Mi madre me dio, nos dio, un ejemplo de dignidad, de sencillez, de naturalidad, de sobriedad, de calma, de paz, cuando tuvo que enfrentarse a la enfermedad; actitud que mantuvo hasta el último suspiro, sabiendo, como intuía, pues pese a su certeza nunca se lo confirmamos, que había llegado el final. Aceptó su destino con la misma serenidad que había vivido: sin una lágrima, sin perder la sonrisa, sin una queja, sin un reproche; agradeciéndonos constantemente las atenciones y el cariño que la dedicábamos. Fue una enferma ejemplar, como fue para mí la mejor madre del mundo.
“No puedo dejaros fortuna porque carezco de ella -repetía a menudo- pero os voy a dejar la mayor fortuna que puedo: todo mi amor”

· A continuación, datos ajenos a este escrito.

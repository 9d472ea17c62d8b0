use crate::dynamics::state::{Deriv, State};
use crate::error::ModelError;

// ---------------------------------------------------------------------------
// Integration steppers
// ---------------------------------------------------------------------------

/// The derivative function handed to a stepper.
pub type DerivativeFn<'a> = dyn Fn(&State) -> Result<Deriv, ModelError> + 'a;

#[derive(Debug, Clone, PartialEq)]
pub struct StepOutcome {
    pub state: State,
    /// Position difference against a lower-order solution over the same step, m.
    pub error_estimate: f64,
}

/// Advances the state by one caller-chosen step.
///
/// Steppers hold no state between calls and may be shared between runs.
pub trait Stepper: Send + Sync {
    fn name(&self) -> &str;

    fn step(&self, state: &State, f: &DerivativeFn<'_>, dt: f64) -> Result<StepOutcome, ModelError>;
}

/// Classical fourth-order Runge-Kutta.
#[derive(Debug, Clone, Copy, Default)]
pub struct Rk4Stepper;

impl Stepper for Rk4Stepper {
    fn name(&self) -> &str {
        "rk4"
    }

    fn step(&self, state: &State, f: &DerivativeFn<'_>, dt: f64) -> Result<StepOutcome, ModelError> {
        let k1 = f(state)?;
        let k2 = f(&state.apply(&k1, dt * 0.5))?;
        let k3 = f(&state.apply(&k2, dt * 0.5))?;
        let k4 = f(&state.apply(&k3, dt))?;

        let next = state.apply(&Deriv::rk4_blend(&k1, &k2, &k3, &k4), dt);
        // k2 alone over the full step is the explicit midpoint method.
        let midpoint = state.apply(&k2, dt);
        Ok(StepOutcome {
            error_estimate: (next.pos - midpoint.pos).norm(),
            state: next,
        })
    }
}

/// Forward Euler, first order. Mostly useful as a baseline.
#[derive(Debug, Clone, Copy, Default)]
pub struct EulerStepper;

impl Stepper for EulerStepper {
    fn name(&self) -> &str {
        "euler"
    }

    fn step(&self, state: &State, f: &DerivativeFn<'_>, dt: f64) -> Result<StepOutcome, ModelError> {
        let k1 = f(state)?;
        let next = state.apply(&k1, dt);
        // Half the position change between the start and end slopes (Heun).
        let k2 = f(&next)?;
        let error_estimate = 0.5 * dt * (k2.dpos - k1.dpos).norm();
        Ok(StepOutcome { state: next, error_estimate })
    }
}
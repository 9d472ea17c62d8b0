use crate::error::ModelError;
use crate::math::{pow2, EPSILON};
use crate::sim::status::FlightConfiguration;
use crate::sim::warning::{Warning, WarningKind, WarningSet};
use crate::vehicle::{BodyComponent, FinSet, Stage};

use super::{AeroConditions, AerodynamicCalculator, AerodynamicForces};

/// Angle of attack above which the linear normal-force model is unreliable.
pub const MAX_RELIABLE_AOA: f64 = 17.5 * std::f64::consts::PI / 180.0;

const LAMINAR_LIMIT: f64 = 5.0e5;
const MIN_REYNOLDS: f64 = 1.0e4;

// ---------------------------------------------------------------------------
// Barrowman component method
// ---------------------------------------------------------------------------

/// Normal force slope and centre of pressure of one component.
#[derive(Debug, Clone, Copy)]
struct Contribution {
    cn_alpha: f64,
    cp: f64, // m from the nose tip
}

/// Extended Barrowman method: body components and trapezoidal fins add
/// their normal-force slopes; drag is skin friction plus base drag.
#[derive(Debug, Clone, Default)]
pub struct BarrowmanCalculator;

impl BarrowmanCalculator {
    pub fn new() -> Self {
        Self
    }

    fn body_contribution(c: &BodyComponent, x: f64, d_ref: f64) -> Option<Contribution> {
        let (d1, d2) = (c.fore_diameter(), c.aft_diameter());
        let cn_alpha = 2.0 * (pow2(d2 / d_ref) - pow2(d1 / d_ref));
        if cn_alpha.abs() < EPSILON {
            return None;
        }
        let length = c.length();
        let cp = match *c {
            BodyComponent::NoseCone { shape, .. } => x + shape.cp_fraction() * length,
            _ => {
                let r = d1 / d2;
                x + length / 3.0 * (1.0 + (1.0 - r) / (1.0 - pow2(r)))
            }
        };
        Some(Contribution { cn_alpha, cp })
    }

    fn fin_contribution(fins: &FinSet, stage: &Stage, x_stage: f64, d_ref: f64, mach: f64) -> Contribution {
        let (cr, ct, s) = (fins.root_chord, fins.tip_chord, fins.span);
        let n = f64::from(fins.count);
        let r = stage.radius_at(fins.position);
        let interference = 1.0 + r / (s + r);
        let lf = fins.mid_chord_span();
        let cn_fins = 4.0 * n * pow2(s / d_ref) / (1.0 + (1.0 + pow2(2.0 * lf / (cr + ct))).sqrt());
        let beta = (1.0 - pow2(mach)).abs().sqrt().max(0.3);

        let x_le = x_stage + fins.position;
        let cp = x_le
            + fins.sweep * (cr + 2.0 * ct) / (3.0 * (cr + ct))
            + ((cr + ct) - cr * ct / (cr + ct)) / 6.0;
        Contribution { cn_alpha: interference * cn_fins / beta, cp }
    }

    /// Turbulent/laminar flat-plate friction coefficient with compressibility correction.
    fn skin_friction(reynolds: f64, mach: f64) -> f64 {
        let re = reynolds.max(MIN_REYNOLDS);
        let cf = if re < LAMINAR_LIMIT { 1.328 / re.sqrt() } else { 0.074 / re.powf(0.2) };
        if mach < 1.0 {
            cf * (1.0 - 0.1 * pow2(mach))
        } else {
            cf / (1.0 + 0.15 * pow2(mach)).powf(0.58)
        }
    }

    fn base_drag(mach: f64) -> f64 {
        if mach < 1.0 {
            0.12 + 0.13 * pow2(mach)
        } else {
            0.25 / mach
        }
    }
}

impl AerodynamicCalculator for BarrowmanCalculator {
    fn name(&self) -> &str {
        "barrowman"
    }

    fn forces(
        &self,
        configuration: &FlightConfiguration,
        conditions: &AeroConditions,
        warnings: &mut WarningSet,
    ) -> Result<AerodynamicForces, ModelError> {
        let ref_length = configuration.reference_length();
        let ref_area = configuration.reference_area();
        if !(ref_area > 0.0) {
            return Err(ModelError::Invalid("configuration has zero reference area".into()));
        }
        let mach = conditions.mach;
        let total_length = configuration.total_length();

        // Normal force
        let mut parts: Vec<Contribution> = Vec::new();
        let mut body_wetted = 0.0;
        let mut fin_friction_area = 0.0;
        for (idx, stage) in configuration.active_stages().rev() {
            let x_stage = configuration.stage_offset(idx);
            let mut x = x_stage;
            for component in &stage.body {
                parts.extend(Self::body_contribution(component, x, ref_length));
                body_wetted += component.wetted_area();
                x += component.length();
            }
            for fins in &stage.fins {
                parts.push(Self::fin_contribution(fins, stage, x_stage, ref_length, mach));
                let mac = fins.mean_aerodynamic_chord();
                let thickness = if mac > 0.0 { 1.0 + 2.0 * fins.thickness / mac } else { 1.0 };
                fin_friction_area += 2.0 * f64::from(fins.count) * fins.planform_area() * thickness;
            }
        }

        let cn_alpha: f64 = parts.iter().map(|p| p.cn_alpha).sum();
        let cp = if cn_alpha.abs() > EPSILON {
            parts.iter().map(|p| p.cn_alpha * p.cp).sum::<f64>() / cn_alpha
        } else {
            conditions.cg
        };
        let pitch_damping = if total_length > 0.0 {
            parts
                .iter()
                .map(|p| p.cn_alpha.abs() * pow2((p.cp - conditions.cg) / total_length))
                .sum()
        } else {
            0.0
        };

        // Drag
        let reynolds = conditions.airspeed * total_length / conditions.kinematic_viscosity.max(EPSILON);
        let cf = Self::skin_friction(reynolds, mach);
        let fineness = if ref_length > 0.0 { total_length / ref_length } else { 1.0 };
        let friction = cf * ((1.0 + 0.5 / fineness.max(1.0)) * body_wetted + fin_friction_area) / ref_area;
        let base = if conditions.thrusting {
            0.0
        } else {
            let aft = configuration
                .active_stages()
                .next()
                .map(|(_, s)| s.aft_diameter())
                .unwrap_or(0.0);
            Self::base_drag(mach) * pow2(aft / ref_length)
        };

        if conditions.aoa > MAX_RELIABLE_AOA && conditions.airspeed > 1.0 {
            warnings.add(Warning::new(
                WarningKind::LargeAngleOfAttack,
                format!("{:.1}°", conditions.aoa.to_degrees()),
            ));
        }
        if mach > 1.0 {
            warnings.add(Warning::new(WarningKind::Supersonic, format!("Mach {mach:.2}")));
        }

        let forces = AerodynamicForces {
            cn_alpha,
            cp,
            cn: cn_alpha * conditions.aoa.sin(),
            cd: friction + base,
            pitch_damping,
            ref_area,
            ref_length,
        };
        if ![forces.cn_alpha, forces.cp, forces.cd, forces.pitch_damping]
            .iter()
            .all(|v| v.is_finite())
        {
            return Err(ModelError::Invalid("non-finite aerodynamic coefficients".into()));
        }
        Ok(forces)
    }
}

Ese fue el mayor legado que pudo dejarme y que conservo grabado en mi corazón.
El día que nos dejó, por una extraña pero afortunada casualidad, estábamos todos sus hijos junto a ella. Cuando notamos que aquellos eran sus últimos momentos, nos pusimos, nerviosos pero serenos y con el corazón encogido, todos en pie y cada uno acarició la parte más cercana de su cuerpo. Queríamos que supiera, si es que existía la más mínima posibilidad, que estábamos allí, acompañándola en el último paso de su viaje por la vida.
4 comentarios. Dejar nuevo
Pilar me ha sucedido lo mismo que estoy segura te ha sucedido a ti, cuando has leído las hermosisimas palabras llenas de amor y añoranza de tu hija Mar. Apenas puedo leerlas y escribir, tengo los ojos llenos de lágrimas y el corazón lleno de numerosas emociones. Te sigo echando de menos, te sigo y seguiré queriéndote sin olvidarte. Mil besos a las dos. Gracias Pilu por Mar, gracias Mar por dejarnos compartir el alma de tu madre.
Muchas gracias por tu comentario. Desde el relato es sumamente hermoso y emotivo. Estamos deseando poder ofrecer nuevos relatos de Mar.
Un saludo muy cordial
Cincuentopía
¡que bonito! las dos muy ligadas a ella, las tres muy charlatanas, las dos muy entrañables, las tres muy chistosas, las dos añoráis, las tres muy emotivas. ¡que bonito!
Muchas gracias por tu comentario, Gemma. Nos alegramos de que te haya gustado.